Extracted records
= = = =
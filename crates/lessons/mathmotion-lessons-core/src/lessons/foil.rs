//! FOIL expansion of `(ax + b)(cx + d)`.

use mathmotion_timeline_core::PhaseSpec;

use crate::format::{polynomial, term};
use crate::lesson::Lesson;
use crate::problem::ProblemData;
use crate::view::LessonView;

pub const KIND: &str = "foil";

/// `[a, b, c, d]` for `(ax + b)(cx + d)`
pub const DEFAULT_OPERANDS: [f64; 4] = [1.0, 2.0, 1.0, 3.0];

lesson_phases! {
    pub enum FoilPhase {
        Setup => "setup",
        First => "first": Pop,
        Outer => "outer": Pop,
        Inner => "inner": Pop,
        Last => "last": Pop,
        Combine => "combine": Whoosh,
        Complete => "complete",
    }
}

/// The four partial products and their sum, as coefficients.
#[derive(Clone, Copy, Debug, PartialEq)]
pub struct FoilProducts {
    pub first: f64,
    pub outer: f64,
    pub inner: f64,
    pub last: f64,
}

impl FoilProducts {
    pub fn of(a: f64, b: f64, c: f64, d: f64) -> Self {
        Self {
            first: a * c,
            outer: a * d,
            inner: b * c,
            last: b * d,
        }
    }

    #[inline]
    pub fn middle(&self) -> f64 {
        self.outer + self.inner
    }

    pub fn labels(&self) -> [String; 4] {
        [
            term(self.first, 2, "x"),
            term(self.outer, 1, "x"),
            term(self.inner, 1, "x"),
            term(self.last, 0, "x"),
        ]
    }

    pub fn combined(&self) -> String {
        polynomial(&[(self.first, 2), (self.middle(), 1), (self.last, 0)], "x")
    }
}

#[derive(Clone, Debug, PartialEq)]
pub struct FoilLesson {
    operands: [f64; 4],
    products: FoilProducts,
}

impl FoilLesson {
    pub fn new(problem: &ProblemData) -> Self {
        let r = problem.reader(KIND);
        let mut operands = DEFAULT_OPERANDS;
        for (i, slot) in operands.iter_mut().enumerate() {
            *slot = r.number(i, DEFAULT_OPERANDS[i], |_| true);
        }
        let [a, b, c, d] = operands;
        Self {
            operands,
            products: FoilProducts::of(a, b, c, d),
        }
    }

    #[inline]
    pub fn products(&self) -> &FoilProducts {
        &self.products
    }

    fn expression(&self) -> String {
        let [a, b, c, d] = self.operands;
        format!(
            "({})({})",
            polynomial(&[(a, 1), (b, 0)], "x"),
            polynomial(&[(c, 1), (d, 0)], "x")
        )
    }
}

impl Lesson for FoilLesson {
    fn kind(&self) -> &'static str {
        KIND
    }

    fn phases(&self) -> Vec<PhaseSpec> {
        FoilPhase::specs()
    }

    fn view(&self, index: usize) -> LessonView {
        let phase = FoilPhase::from_index(index);
        let reached = |p: FoilPhase| phase.index() >= p.index();
        let [first, outer, inner, last] = self.products.labels();
        let mut v = LessonView::new(KIND, phase.tag(), phase.index())
            .show(&["expression"])
            .label("expression", self.expression());

        if reached(FoilPhase::First) {
            v = v.show(&["first"]).label("first", first.clone());
        }
        if reached(FoilPhase::Outer) {
            v = v.show(&["outer"]).label("outer", outer.clone());
        }
        if reached(FoilPhase::Inner) {
            v = v.show(&["inner"]).label("inner", inner.clone());
        }
        if reached(FoilPhase::Last) {
            v = v.show(&["last"]).label("last", last.clone());
        }
        if reached(FoilPhase::Combine) {
            v = v
                .show(&["result"])
                .label("result", self.products.combined())
                .value("x2", self.products.first)
                .value("x1", self.products.middle())
                .value("x0", self.products.last);
        }

        let [a, b, c, d] = self.operands;
        match phase {
            FoilPhase::Setup => v.narrate("FOIL means First, Outer, Inner, Last."),
            FoilPhase::First => v.highlight(&["a", "c", "first"]).narrate(format!(
                "First: {} times {} is {first}.",
                term(a, 1, "x"),
                term(c, 1, "x")
            )),
            FoilPhase::Outer => v.highlight(&["a", "d", "outer"]).narrate(format!(
                "Outer: {} times {} is {outer}.",
                term(a, 1, "x"),
                term(d, 0, "x")
            )),
            FoilPhase::Inner => v.highlight(&["b", "c", "inner"]).narrate(format!(
                "Inner: {} times {} is {inner}.",
                term(b, 0, "x"),
                term(c, 1, "x")
            )),
            FoilPhase::Last => v.highlight(&["b", "d", "last"]).narrate(format!(
                "Last: {} times {} is {last}.",
                term(b, 0, "x"),
                term(d, 0, "x")
            )),
            FoilPhase::Combine => v.highlight(&["outer", "inner", "result"]).narrate(format!(
                "Add the like terms {outer} and {inner} to get {}.",
                term(self.products.middle(), 1, "x")
            )),
            FoilPhase::Complete => v.narrate(format!(
                "{} = {}",
                self.expression(),
                self.products.combined()
            )),
        }
    }
}

#[cfg(test)]
mod tests {
    use super::*;

    #[test]
    fn negative_terms() {
        let p = FoilProducts::of(1.0, -3.0, 1.0, 2.0);
        assert_eq!(p.labels(), ["x²", "2x", "-3x", "-6"].map(String::from));
        assert_eq!(p.combined(), "x² - x - 6");
    }

    #[test]
    fn partial_operands_default_per_field() {
        let l = FoilLesson::new(&ProblemData::from_operands(&[2.0]));
        assert_eq!(l.products().first, 2.0);
        assert_eq!(l.products().last, 6.0);
        assert_eq!(l.expression(), "(2x + 2)(x + 3)");
    }
}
= = = =
Task description. Once more, write out the records in full, exactly as they appear.

Response to the exercise.
filename crates/lessons/mathmotion-lessons-core/src/lessons/foil.rs
//! FOIL expansion of `(ax + b)(cx + d)`.

use mathmotion_timeline_core::PhaseSpec;

use crate::format::{polynomial, term};
use crate::lesson::Lesson;
use crate::problem::ProblemData;
use crate::view::LessonView;

pub const KIND: &str = "foil";

/// `[a, b, c, d]` for `(ax + b)(cx + d)`
pub const DEFAULT_OPERANDS: [f64; 4] = [1.0, 2.0, 1.0, 3.0];

lesson_phases! {
    pub enum FoilPhase {
        Setup => "setup",
        First => "first": Pop,
        Outer => "outer": Pop,
        Inner => "inner": Pop,
        Last => "last": Pop,
        Combine => "combine": Whoosh,
        Complete => "complete",
    }
}

/// The four partial products and their sum, as coefficients.
#[derive(Clone, Copy, Debug, PartialEq)]
pub struct FoilProducts {
    pub first: f64,
    pub outer: f64,
    pub inner: f64,
    pub last: f64,
}

impl FoilProducts {
    pub fn of(a: f64, b: f64, c: f64, d: f64) -> Self {
        Self {
            first: a * c,
            outer: a * d,
            inner: b * c,
            last: b * d,
        }
    }

    #[inline]
    pub fn middle(&self) -> f64 {
        self.outer + self.inner
    }

    pub fn labels(&self) -> [String; 4] {
        [
            term(self.first, 2, "x"),
            term(self.outer, 1, "x"),
            term(self.inner, 1, "x"),
            term(self.last, 0, "x"),
        ]
    }

    pub fn combined(&self) -> String {
        polynomial(&[(self.first, 2), (self.middle(), 1), (self.last, 0)], "x")
    }
}

#[derive(Clone, Debug, PartialEq)]
pub struct FoilLesson {
    operands: [f64; 4],
    products: FoilProducts,
}

impl FoilLesson {
    pub fn new(problem: &ProblemData) -> Self {
        let r = problem.reader(KIND);
        let mut operands = DEFAULT_OPERANDS;
        for (i, slot) in operands.iter_mut().enumerate() {
            *slot = r.number(i, DEFAULT_OPERANDS[i], |_| true);
        }
        let [a, b, c, d] = operands;
        Self {
            operands,
            products: FoilProducts::of(a, b, c, d),
        }
    }

    #[inline]
    pub fn products(&self) -> &FoilProducts {
        &self.products
    }

    fn expression(&self) -> String {
        let [a, b, c, d] = self.operands;
        format!(
            "({})({})",
            polynomial(&[(a, 1), (b, 0)], "x"),
            polynomial(&[(c, 1), (d, 0)], "x")
        )
    }
}

impl Lesson for FoilLesson {
    fn kind(&self) -> &'static str {
        KIND
    }

    fn phases(&self) -> Vec<PhaseSpec> {
        FoilPhase::specs()
    }

    fn view(&self, index: usize) -> LessonView {
        let phase = FoilPhase::from_index(index);
        let reached = |p: FoilPhase| phase.index() >= p.index();
        let [first, outer, inner, last] = self.products.labels();
        let mut v = LessonView::new(KIND, phase.tag(), phase.index())
            .show(&["expression"])
            .label("expression", self.expression());

        if reached(FoilPhase::First) {
            v = v.show(&["first"]).label("first", first.clone());
        }
        if reached(FoilPhase::Outer) {
            v = v.show(&["outer"]).label("outer", outer.clone());
        }
        if reached(FoilPhase::Inner) {
            v = v.show(&["inner"]).label("inner", inner.clone());
        }
        if reached(FoilPhase::Last) {
            v = v.show(&["last"]).label("last", last.clone());
        }
        if reached(FoilPhase::Combine) {
            v = v
                .show(&["result"])
                .label("result", self.products.combined())
                .value("x2", self.products.first)
                .value("x1", self.products.middle())
                .value("x0", self.products.last);
        }

        let [a, b, c, d] = self.operands;
        match phase {
            FoilPhase::Setup => v.narrate("FOIL means First, Outer, Inner, Last."),
            FoilPhase::First => v.highlight(&["a", "c", "first"]).narrate(format!(
                "First: {} times {} is {first}.",
                term(a, 1, "x"),
                term(c, 1, "x")
            )),
            FoilPhase::Outer => v.highlight(&["a", "d", "outer"]).narrate(format!(
                "Outer: {} times {} is {outer}.",
                term(a, 1, "x"),
                term(d, 0, "x")
            )),
            FoilPhase::Inner => v.highlight(&["b", "c", "inner"]).narrate(format!(
                "Inner: {} times {} is {inner}.",
                term(b, 0, "x"),
                term(c, 1, "x")
            )),
            FoilPhase::Last => v.highlight(&["b", "d", "last"]).narrate(format!(
                "Last: {} times {} is {last}.",
                term(b, 0, "x"),
                term(d, 0, "x")
            )),
            FoilPhase::Combine => v.highlight(&["outer", "inner", "result"]).narrate(format!(
                "Add the like terms {outer} and {inner} to get {}.",
                term(self.products.middle(), 1, "x")
            )),
            FoilPhase::Complete => v.narrate(format!(
                "{} = {}",
                self.expression(),
                self.products.combined()
            )),
        }
    }
}

#[cfg(test)]
mod tests {
    use super::*;

    #[test]
    fn negative_terms() {
        let p = FoilProducts::of(1.0, -3.0, 1.0, 2.0);
        assert_eq!(p.labels(), ["x²", "2x", "-3x", "-6"].map(String::from));
        assert_eq!(p.combined(), "x² - x - 6");
    }

    #[test]
    fn partial_operands_default_per_field() {
        let l = FoilLesson::new(&ProblemData::from_operands(&[2.0]));
        assert_eq!(l.products().first, 2.0);
        assert_eq!(l.products().last, 6.0);
        assert_eq!(l.expression(), "(2x + 2)(x + 3)");
    }
}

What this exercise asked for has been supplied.